Aim of the task >> Nothing in the data is to be left out; copy it exactly.

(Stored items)
- Opening Delimiter -
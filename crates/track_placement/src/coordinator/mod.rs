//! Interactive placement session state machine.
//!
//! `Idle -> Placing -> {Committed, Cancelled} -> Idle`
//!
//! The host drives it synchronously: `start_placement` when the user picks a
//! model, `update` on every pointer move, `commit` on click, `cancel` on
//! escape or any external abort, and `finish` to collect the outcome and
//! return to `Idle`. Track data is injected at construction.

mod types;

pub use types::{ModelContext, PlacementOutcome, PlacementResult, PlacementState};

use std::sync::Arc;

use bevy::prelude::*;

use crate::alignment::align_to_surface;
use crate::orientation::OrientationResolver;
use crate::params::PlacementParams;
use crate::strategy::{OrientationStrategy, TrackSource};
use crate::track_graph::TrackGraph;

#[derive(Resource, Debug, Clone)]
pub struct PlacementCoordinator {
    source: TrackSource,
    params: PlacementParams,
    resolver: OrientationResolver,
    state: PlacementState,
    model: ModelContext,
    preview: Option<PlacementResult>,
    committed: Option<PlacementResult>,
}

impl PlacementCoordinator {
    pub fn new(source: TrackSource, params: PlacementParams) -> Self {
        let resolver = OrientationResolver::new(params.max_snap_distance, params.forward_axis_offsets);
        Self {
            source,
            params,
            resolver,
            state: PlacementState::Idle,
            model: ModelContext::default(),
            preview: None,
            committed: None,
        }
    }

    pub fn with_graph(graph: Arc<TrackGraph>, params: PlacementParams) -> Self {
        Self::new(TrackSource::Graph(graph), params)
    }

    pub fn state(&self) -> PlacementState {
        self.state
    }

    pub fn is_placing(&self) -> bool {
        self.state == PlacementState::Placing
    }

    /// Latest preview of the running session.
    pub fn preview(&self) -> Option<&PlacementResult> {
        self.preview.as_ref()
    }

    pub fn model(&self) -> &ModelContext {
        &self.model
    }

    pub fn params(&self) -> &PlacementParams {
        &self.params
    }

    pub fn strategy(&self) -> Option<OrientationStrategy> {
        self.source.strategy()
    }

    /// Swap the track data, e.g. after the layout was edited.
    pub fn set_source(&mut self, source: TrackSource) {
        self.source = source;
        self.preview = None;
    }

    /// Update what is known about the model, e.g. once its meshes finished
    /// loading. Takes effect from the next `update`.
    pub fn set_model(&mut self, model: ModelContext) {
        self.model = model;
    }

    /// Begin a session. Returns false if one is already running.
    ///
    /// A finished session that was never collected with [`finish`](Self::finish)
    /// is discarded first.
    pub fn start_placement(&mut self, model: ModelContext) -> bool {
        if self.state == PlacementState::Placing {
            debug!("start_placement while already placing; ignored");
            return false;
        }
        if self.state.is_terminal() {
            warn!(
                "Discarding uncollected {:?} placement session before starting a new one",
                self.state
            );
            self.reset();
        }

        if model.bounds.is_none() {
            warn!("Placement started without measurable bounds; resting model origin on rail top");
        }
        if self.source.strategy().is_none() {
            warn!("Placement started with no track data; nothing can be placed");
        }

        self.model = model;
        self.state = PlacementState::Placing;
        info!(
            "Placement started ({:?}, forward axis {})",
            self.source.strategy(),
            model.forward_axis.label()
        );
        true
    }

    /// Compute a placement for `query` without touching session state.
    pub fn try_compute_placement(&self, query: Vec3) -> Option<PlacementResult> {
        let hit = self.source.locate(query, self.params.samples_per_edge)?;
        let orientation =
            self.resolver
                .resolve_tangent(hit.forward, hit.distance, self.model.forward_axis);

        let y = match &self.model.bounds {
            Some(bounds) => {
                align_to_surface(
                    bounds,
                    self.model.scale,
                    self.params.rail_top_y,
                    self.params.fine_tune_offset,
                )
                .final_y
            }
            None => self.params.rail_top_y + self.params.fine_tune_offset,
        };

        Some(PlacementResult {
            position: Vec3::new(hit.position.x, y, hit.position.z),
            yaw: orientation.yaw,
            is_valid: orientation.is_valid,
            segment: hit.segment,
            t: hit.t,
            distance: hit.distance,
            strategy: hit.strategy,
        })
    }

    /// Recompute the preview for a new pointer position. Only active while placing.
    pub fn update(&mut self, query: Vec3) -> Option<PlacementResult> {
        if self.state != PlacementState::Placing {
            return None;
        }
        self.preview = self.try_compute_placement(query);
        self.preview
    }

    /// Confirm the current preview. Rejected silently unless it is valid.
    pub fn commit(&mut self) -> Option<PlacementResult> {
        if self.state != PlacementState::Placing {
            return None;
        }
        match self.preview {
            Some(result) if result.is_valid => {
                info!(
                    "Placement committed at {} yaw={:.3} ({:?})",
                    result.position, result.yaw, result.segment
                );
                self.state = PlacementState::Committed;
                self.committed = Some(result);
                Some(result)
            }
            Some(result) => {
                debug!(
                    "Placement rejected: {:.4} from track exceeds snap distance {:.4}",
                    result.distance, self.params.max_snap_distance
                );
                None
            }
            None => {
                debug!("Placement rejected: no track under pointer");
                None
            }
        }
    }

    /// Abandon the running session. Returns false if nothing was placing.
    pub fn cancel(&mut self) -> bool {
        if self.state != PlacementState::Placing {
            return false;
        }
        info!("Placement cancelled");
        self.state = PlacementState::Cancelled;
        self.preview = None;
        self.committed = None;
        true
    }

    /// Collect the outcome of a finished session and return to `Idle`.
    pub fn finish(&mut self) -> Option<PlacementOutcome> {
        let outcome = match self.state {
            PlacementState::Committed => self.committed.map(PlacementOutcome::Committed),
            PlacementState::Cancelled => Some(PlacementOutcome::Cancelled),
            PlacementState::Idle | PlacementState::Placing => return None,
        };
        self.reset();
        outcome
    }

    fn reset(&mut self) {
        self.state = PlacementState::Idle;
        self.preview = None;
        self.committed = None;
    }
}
- Closing Delimiter -
Exercise response >>
filename crates/track_placement/src/coordinator/mod.rs
//! Interactive placement session state machine.
//!
//! `Idle -> Placing -> {Committed, Cancelled} -> Idle`
//!
//! The host drives it synchronously: `start_placement` when the user picks a
//! model, `update` on every pointer move, `commit` on click, `cancel` on
//! escape or any external abort, and `finish` to collect the outcome and
//! return to `Idle`. Track data is injected at construction.

mod types;

pub use types::{ModelContext, PlacementOutcome, PlacementResult, PlacementState};

use std::sync::Arc;

use bevy::prelude::*;

use crate::alignment::align_to_surface;
use crate::orientation::OrientationResolver;
use crate::params::PlacementParams;
use crate::strategy::{OrientationStrategy, TrackSource};
use crate::track_graph::TrackGraph;

#[derive(Resource, Debug, Clone)]
pub struct PlacementCoordinator {
    source: TrackSource,
    params: PlacementParams,
    resolver: OrientationResolver,
    state: PlacementState,
    model: ModelContext,
    preview: Option<PlacementResult>,
    committed: Option<PlacementResult>,
}

impl PlacementCoordinator {
    pub fn new(source: TrackSource, params: PlacementParams) -> Self {
        let resolver = OrientationResolver::new(params.max_snap_distance, params.forward_axis_offsets);
        Self {
            source,
            params,
            resolver,
            state: PlacementState::Idle,
            model: ModelContext::default(),
            preview: None,
            committed: None,
        }
    }

    pub fn with_graph(graph: Arc<TrackGraph>, params: PlacementParams) -> Self {
        Self::new(TrackSource::Graph(graph), params)
    }

    pub fn state(&self) -> PlacementState {
        self.state
    }

    pub fn is_placing(&self) -> bool {
        self.state == PlacementState::Placing
    }

    /// Latest preview of the running session.
    pub fn preview(&self) -> Option<&PlacementResult> {
        self.preview.as_ref()
    }

    pub fn model(&self) -> &ModelContext {
        &self.model
    }

    pub fn params(&self) -> &PlacementParams {
        &self.params
    }

    pub fn strategy(&self) -> Option<OrientationStrategy> {
        self.source.strategy()
    }

    /// Swap the track data, e.g. after the layout was edited.
    pub fn set_source(&mut self, source: TrackSource) {
        self.source = source;
        self.preview = None;
    }

    /// Update what is known about the model, e.g. once its meshes finished
    /// loading. Takes effect from the next `update`.
    pub fn set_model(&mut self, model: ModelContext) {
        self.model = model;
    }

    /// Begin a session. Returns false if one is already running.
    ///
    /// A finished session that was never collected with [`finish`](Self::finish)
    /// is discarded first.
    pub fn start_placement(&mut self, model: ModelContext) -> bool {
        if self.state == PlacementState::Placing {
            debug!("start_placement while already placing; ignored");
            return false;
        }
        if self.state.is_terminal() {
            warn!(
                "Discarding uncollected {:?} placement session before starting a new one",
                self.state
            );
            self.reset();
        }

        if model.bounds.is_none() {
            warn!("Placement started without measurable bounds; resting model origin on rail top");
        }
        if self.source.strategy().is_none() {
            warn!("Placement started with no track data; nothing can be placed");
        }

        self.model = model;
        self.state = PlacementState::Placing;
        info!(
            "Placement started ({:?}, forward axis {})",
            self.source.strategy(),
            model.forward_axis.label()
        );
        true
    }

    /// Compute a placement for `query` without touching session state.
    pub fn try_compute_placement(&self, query: Vec3) -> Option<PlacementResult> {
        let hit = self.source.locate(query, self.params.samples_per_edge)?;
        let orientation =
            self.resolver
                .resolve_tangent(hit.forward, hit.distance, self.model.forward_axis);

        let y = match &self.model.bounds {
            Some(bounds) => {
                align_to_surface(
                    bounds,
                    self.model.scale,
                    self.params.rail_top_y,
                    self.params.fine_tune_offset,
                )
                .final_y
            }
            None => self.params.rail_top_y + self.params.fine_tune_offset,
        };

        Some(PlacementResult {
            position: Vec3::new(hit.position.x, y, hit.position.z),
            yaw: orientation.yaw,
            is_valid: orientation.is_valid,
            segment: hit.segment,
            t: hit.t,
            distance: hit.distance,
            strategy: hit.strategy,
        })
    }

    /// Recompute the preview for a new pointer position. Only active while placing.
    pub fn update(&mut self, query: Vec3) -> Option<PlacementResult> {
        if self.state != PlacementState::Placing {
            return None;
        }
        self.preview = self.try_compute_placement(query);
        self.preview
    }

    /// Confirm the current preview. Rejected silently unless it is valid.
    pub fn commit(&mut self) -> Option<PlacementResult> {
        if self.state != PlacementState::Placing {
            return None;
        }
        match self.preview {
            Some(result) if result.is_valid => {
                info!(
                    "Placement committed at {} yaw={:.3} ({:?})",
                    result.position, result.yaw, result.segment
                );
                self.state = PlacementState::Committed;
                self.committed = Some(result);
                Some(result)
            }
            Some(result) => {
                debug!(
                    "Placement rejected: {:.4} from track exceeds snap distance {:.4}",
                    result.distance, self.params.max_snap_distance
                );
                None
            }
            None => {
                debug!("Placement rejected: no track under pointer");
                None
            }
        }
    }

    /// Abandon the running session. Returns false if nothing was placing.
    pub fn cancel(&mut self) -> bool {
        if self.state != PlacementState::Placing {
            return false;
        }
        info!("Placement cancelled");
        self.state = PlacementState::Cancelled;
        self.preview = None;
        self.committed = None;
        true
    }

    /// Collect the outcome of a finished session and return to `Idle`.
    pub fn finish(&mut self) -> Option<PlacementOutcome> {
        let outcome = match self.state {
            PlacementState::Committed => self.committed.map(PlacementOutcome::Committed),
            PlacementState::Cancelled => Some(PlacementOutcome::Cancelled),
            PlacementState::Idle | PlacementState::Placing => return None,
        };
        self.reset();
        outcome
    }

    fn reset(&mut self) {
        self.state = PlacementState::Idle;
        self.preview = None;
        self.committed = None;
    }
}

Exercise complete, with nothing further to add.